[Opening Input data section]

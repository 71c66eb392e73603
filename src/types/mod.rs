//! Core value types shared across the crate.
//!
//! - [`Outcome`]: the three-valued settlement of a session
//! - [`Crash`]: a defect with its derivation trail
//! - [`Cancel`], [`CancelSlot`], [`CancelSet`]: cancellation handles
//! - [`Delay`], [`Concurrency`]: validated leaf and combinator arguments
//! - [`Time`], [`TimerId`]: host instants and timer identities

pub mod cancel;
pub mod crash;
pub mod delay;
pub mod id;
pub mod outcome;

pub use cancel::{Cancel, CancelKind, CancelSet, CancelSlot};
pub use crash::{catch, Crash, CrashKind, Frame};
pub use delay::{Concurrency, Delay};
pub use id::{Time, TimerId};
pub use outcome::{join_outcomes, Outcome, OutcomeError, Severity};
//! Configuration for the lab runtime.
//!
//! The lab configuration controls deterministic execution:
//! - The virtual instant the clock starts at
//! - The maximum number of timer firings before forced termination

use crate::types::Time;

/// Configuration for the lab runtime.
#[derive(Debug, Clone)]
pub struct LabConfig {
    /// Virtual time at which the clock starts.
    pub start: Time,
    /// Maximum number of timer firings before forced termination.
    pub max_steps: Option<u64>,
}

impl LabConfig {
    /// Creates a lab configuration starting at time zero.
    #[must_use]
    pub const fn new() -> Self {
        Self {
            start: Time::ZERO,
            max_steps: Some(1_000_000),
        }
    }

    /// Sets the virtual start time.
    #[must_use]
    pub const fn start_at(mut self, start: Time) -> Self {
        self.start = start;
        self
    }

    /// Sets the maximum number of steps.
    #[must_use]
    pub const fn max_steps(mut self, steps: u64) -> Self {
        self.max_steps = Some(steps);
        self
    }

    /// Disables the step limit.
    #[must_use]
    pub const fn no_step_limit(mut self) -> Self {
        self.max_steps = None;
        self
    }
}

impl Default for LabConfig {
    fn default() -> Self {
        Self::new()
    }
}

#[cfg(test)]
mod tests {
    use super::*;

    #[test]
    fn default_config() {
        let config = LabConfig::default();
        assert_eq!(config.start, Time::ZERO);
        assert_eq!(config.max_steps, Some(1_000_000));
    }

    #[test]
    fn builder_overrides() {
        let config = LabConfig::new()
            .start_at(Time::from_secs(3))
            .max_steps(10);
        assert_eq!(config.start, Time::from_secs(3));
        assert_eq!(config.max_steps, Some(10));
        assert_eq!(config.no_step_limit().max_steps, None);
    }
}
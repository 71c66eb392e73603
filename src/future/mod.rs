//! The computation type, its interpretation contract, and the leaves.
//!
//! - [`Computation`] / [`Interpret`] / [`Continuation`]: the contract
//! - leaves: [`resolve`], [`reject`], [`never`], [`after`],
//!   [`reject_after`], [`attempt`], [`encase`], [`Computation::new`]
//! - [`node`]: callback-style effects, optionally completed from another
//!   thread through [`RemoteDone`]
//! - [`TimingFlag`]: the synchronous-settlement detector shared by every
//!   drain loop in [`combinator`](crate::combinator)

mod adapter;
mod computation;
mod leaf;
mod timing;

pub use adapter::{node, NodeDone, RemoteDone};
pub use computation::{Computation, Continuation, Interpret, RaceHint, Resolver};
pub use leaf::{after, attempt, encase, never, reject, reject_after, resolve};
pub use timing::{Timing, TimingFlag};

[Closing Input data section]

● Aim of the exercise:
Read through the entries and count the lines where "CancelSlot" appears; respond with the number only.

● Answer to the exercise:
2